Search code examples
pythonnlpmultilingualsimilarityword-embedding

What is the best approach to measure a similarity between texts in multiple languages in python?


So, I have a task where I need to measure the similarity between two texts. These texts are short descriptions of products from a grocery store. They always include a name of a product (for example, milk), and they may include a producer and/or size, and maybe some other characteristics of a product.

I have a whole set of such texts, and then, when a new one arrives, I need to determine whether there are similar products in my database and measure how similar they are (on a scale from 0 to 100%).

The thing is: the texts may be in two different languages: Ukrainian and Russian. Also, if there is a foreign brand (like, Coca Cola), it will be written in English.

My initial idea on solving this task was to get multilingual word embeddings (where similar words in different languages are located nearby) and find the distance between those texts. However, I am not sure how efficient this will be, and if it is ok, what to start with.

Because each text I have is just a set of product characteristics, some word embeddings based on a context may not work (I'm not sure in this statement, it is just my assumption).

So far, I have tried to get familiar with the MUSE framework, but I encountered an issue with faiss installation.

Hence, my questions are:

  • Is my idea with word embeddings worth trying?
  • Is there maybe a better approach?
  • If the idea with word embeddings is okay, which ones should I use?

Note: I have Windows 10 (in case some libraries don't work on Windows), and I need the library to work with Ukrainian and Russian languages.

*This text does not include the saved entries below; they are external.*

//! Overlay notification with positioning, variants, and auto-close.
//!
//! A notification is a popup painted over the demo content. `open` and
//! `close` set the visibility flag unconditionally, so repeated calls are
//! harmless. A non-zero duration arms a one-shot auto-close each time the
//! notification opens; a zero duration means it stays until closed.

use std::time::Duration;

use ratatui::layout::Rect;
use ratatui::widgets::{Block, Borders, Clear};
use ratatui::Frame;
use vitrine_core::command::Command;
use vitrine_core::component::Component;
use vitrine_core::fragment::Fragment;
use vitrine_core::subscription::{subscribe, Subscription};
use vitrine_core::subscriptions::After;
use vitrine_core::theme::Theme;

/// Visual variant of a [`Notification`].
#[derive(Debug, Clone, Copy, PartialEq, Eq, Default)]
pub enum Variant {
    /// Neutral surface.
    #[default]
    Default,
    /// Accent-colored, for calls to action.
    Primary,
    /// Positive outcome.
    Success,
    /// Failure report.
    Error,
    /// Muted high-contrast surface.
    Contrast,
}

/// Where the notification is anchored within the host area.
#[derive(Debug, Clone, Copy, PartialEq, Eq, Default)]
pub enum Position {
    TopStart,
    TopCenter,
    TopEnd,
    /// Centered both ways.
    Middle,
    BottomStart,
    #[default]
    BottomCenter,
    BottomEnd,
}

/// Messages for the notification component.
#[derive(Debug, Clone)]
pub enum Message {
    /// Show the notification.
    Open,
    /// Hide the notification.
    Close,
    /// Fired by the auto-close timer.
    AutoClose,
}

/// A popup overlay with caller-supplied fragment content.
///
/// # Example
///
/// ```rust,ignore
/// let notification = Notification::new(Fragment::text("Failed to generate report"))
///     .with_variant(Variant::Error)
///     .with_position(Position::Middle)
///     .with_duration(Duration::ZERO)
///     .opened(true);
/// ```
pub struct Notification {
    content: Fragment,
    variant: Variant,
    position: Position,
    duration: Duration,
    opened: bool,
    open_generation: u64,
    theme: Theme,
}

impl Notification {
    /// Create a closed notification with the given content.
    pub fn new(content: Fragment) -> Self {
        Self {
            content,
            variant: Variant::default(),
            position: Position::default(),
            duration: Duration::from_secs(5),
            opened: false,
            open_generation: 0,
            theme: Theme::default(),
        }
    }

    /// Set the visual variant.
    pub fn with_variant(mut self, variant: Variant) -> Self {
        self.variant = variant;
        self
    }

    /// Set the anchor position.
    pub fn with_position(mut self, position: Position) -> Self {
        self.position = position;
        self
    }

    /// Set the auto-close delay. [`Duration::ZERO`] disables auto-close;
    /// the notification then stays open until explicitly closed.
    pub fn with_duration(mut self, duration: Duration) -> Self {
        self.duration = duration;
        self
    }

    /// Set the theme the content and chrome are resolved against.
    pub fn with_theme(mut self, theme: &Theme) -> Self {
        self.theme = theme.clone();
        self
    }

    /// Set the initial visibility.
    pub fn opened(mut self, opened: bool) -> Self {
        if opened {
            self.open();
        }
        self
    }

    /// Replace the notification content.
    pub fn set_content(&mut self, content: Fragment) {
        self.content = content;
    }

    /// Show the notification. Sets the flag unconditionally; opening an
    /// already-open notification changes nothing visible but re-arms the
    /// auto-close timer.
    pub fn open(&mut self) {
        self.opened = true;
        self.open_generation = self.open_generation.wrapping_add(1);
    }

    /// Hide the notification. Sets the flag unconditionally.
    pub fn close(&mut self) {
        self.opened = false;
    }

    /// Whether the notification is currently shown.
    pub fn is_opened(&self) -> bool {
        self.opened
    }

    /// The visual variant.
    pub fn variant(&self) -> Variant {
        self.variant
    }

    /// The anchor position.
    pub fn position(&self) -> Position {
        self.position
    }

    fn popup_area(&self, host: Rect) -> Rect {
        // Content plus one cell of border on each side.
        let width = (self.content.width() + 2).min(host.width);
        let height = (self.content.height() + 2).min(host.height);

        let x = match self.position {
            Position::TopStart | Position::BottomStart => host.x,
            Position::TopCenter | Position::Middle | Position::BottomCenter => {
                host.x + (host.width - width) / 2
            }
            Position::TopEnd | Position::BottomEnd => host.x + host.width - width,
        };
        let y = match self.position {
            Position::TopStart | Position::TopCenter | Position::TopEnd => host.y,
            Position::Middle => host.y + (host.height - height) / 2,
            Position::BottomStart | Position::BottomCenter | Position::BottomEnd => {
                host.y + host.height - height
            }
        };
        Rect::new(x, y, width, height)
    }

    fn border_style(&self) -> ratatui::style::Style {
        let color = match self.variant {
            Variant::Default => self.theme.border,
            Variant::Primary => self.theme.accent,
            Variant::Success => self.theme.success,
            Variant::Error => self.theme.error,
            Variant::Contrast => self.theme.contrast,
        };
        ratatui::style::Style::default().fg(color)
    }
}

impl Component for Notification {
    type Message = Message;

    fn update(&mut self, msg: Message) -> Command<Message> {
        match msg {
            Message::Open => {
                self.open();
                Command::none()
            }
            Message::Close | Message::AutoClose => {
                self.close();
                Command::none()
            }
        }
    }

    fn view(&self, frame: &mut Frame, area: Rect) {
        if !self.opened || area.width < 3 || area.height < 3 {
            return;
        }
        let popup = self.popup_area(area);
        frame.render_widget(Clear, popup);
        let block = Block::default()
            .borders(Borders::ALL)
            .border_style(self.border_style());
        let inner = block.inner(popup);
        frame.render_widget(block, popup);
        self.content.render(&self.theme, frame, inner);
    }

    fn subscriptions(&self) -> Vec<Subscription<Message>> {
        if self.opened && !self.duration.is_zero() {
            vec![subscribe(After::new(self.duration, self.open_generation))
                .map(|_| Message::AutoClose)]
        } else {
            vec![]
        }
    }
}

#[cfg(test)]
mod tests {
    use super::*;
    use vitrine_core::testing::render_component;

    fn error_notification() -> Notification {
        Notification::new(Fragment::text("Failed to generate report"))
            .with_variant(Variant::Error)
            .with_position(Position::Middle)
            .with_duration(Duration::ZERO)
    }

    #[test]
    fn open_and_close_are_unconditional() {
        let mut n = error_notification();
        n.open();
        n.open();
        assert!(n.is_opened());
        n.close();
        n.close();
        assert!(!n.is_opened());
        n.open();
        assert!(n.is_opened());
    }

    #[test]
    fn opened_builder_matches_open() {
        let n = error_notification().opened(true);
        assert!(n.is_opened());
    }

    #[test]
    fn closed_notification_renders_nothing() {
        let n = error_notification();
        let out = render_component(&n, 40, 10);
        assert!(!out.contains("Failed"));
    }

    #[test]
    fn open_notification_shows_content() {
        let n = error_notification().opened(true);
        let out = render_component(&n, 40, 10);
        assert!(out.contains("Failed to generate report"));
    }

    #[test]
    fn zero_duration_arms_no_auto_close() {
        let n = error_notification().opened(true);
        assert!(n.subscriptions().is_empty());
    }

    #[test]
    fn nonzero_duration_arms_auto_close_only_while_open() {
        let mut n = Notification::new(Fragment::text("Saved"))
            .with_duration(Duration::from_secs(5));
        assert!(n.subscriptions().is_empty());
        n.open();
        assert_eq!(n.subscriptions().len(), 1);
        n.close();
        assert!(n.subscriptions().is_empty());
    }

    #[test]
    fn reopening_changes_the_timer_identity() {
        let mut n = Notification::new(Fragment::text("Saved"))
            .with_duration(Duration::from_secs(5));
        n.open();
        let first = n.subscriptions().remove(0).id();
        n.close();
        n.open();
        let second = n.subscriptions().remove(0).id();
        assert_ne!(first, second);
    }

    #[test]
    fn auto_close_message_closes() {
        let mut n = error_notification().opened(true);
        n.update(Message::AutoClose);
        assert!(!n.is_opened());
    }

    #[test]
    fn middle_position_centers_popup() {
        let n = error_notification();
        let popup = n.popup_area(Rect::new(0, 0, 41, 11));
        // content 25 wide + 2 border = 27; centered in 41 leaves x = 7
        assert_eq!(popup.width, 27);
        assert_eq!(popup.x, 7);
        assert_eq!(popup.y, 4);
    }
}
//! Built-in subscription sources.
//!
//! - **Terminal events** ([`terminal_events`]) -- key presses and resizes
//!   from the terminal, pre-filtered to what the showcase consumes.
//! - **Timers** ([`Every`], [`After`]) -- repeating and one-shot timer
//!   subscriptions.  A notification's auto-close is an [`After`] timer keyed
//!   by the notification's open generation.

mod terminal;
mod timer;

pub use terminal::*;
pub use timer::*;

Thanks in advance for any help! Any advice would be highly appreciated!


Solution

  • Let's say that your task is about a fine-grained entity recognition. I think you have a well defined entities: brand, size etc... So, these features that defines a product each could be a vector, which means your products could be represented with a matrix. You can potentially represent each feature with an embedding. Or mixture of the embedding and one-hot vectors.

    Here is how.

    1. Define a list of product features: product name, brand name, size, weight.
    2. For each product feature, you need a text recognition model: E.g. with brand recognition you find what part of the text is its brand name.
    3. Use machine translation if it is possible to make unified language representation for all sub texts. E.g. Coca Cola to ru Кока-Кола, en Coca Cola.
    4. Use contextual embeddings (i.e. huggingface multilingial BERT or something better) to convert prompted text into one vector.
    5. In order to compare two products, compare their feature vectors: what is the average similarity between two feature array. You can also decide what is the weight on each feature.
    6. Try other vectorization methods. Perhaps you dont want to mix brand knockoffs: "Coca Cola" is similar to "Cool Cola". So, maybe embeddings aren't good for brand names and size and weight but good enough for product names. If you want an exact match, you need a hash function for their text. On their multi-lingual prompt-engineered text.
    7. You can also extend each feature vectors, with concatenations of several embeddings or one hot vector of their source language and things like that.

    There is no definitive answer here, you need to experiment and test to see what is the best solution. You cam create a test set and make benchmarks for your solutions.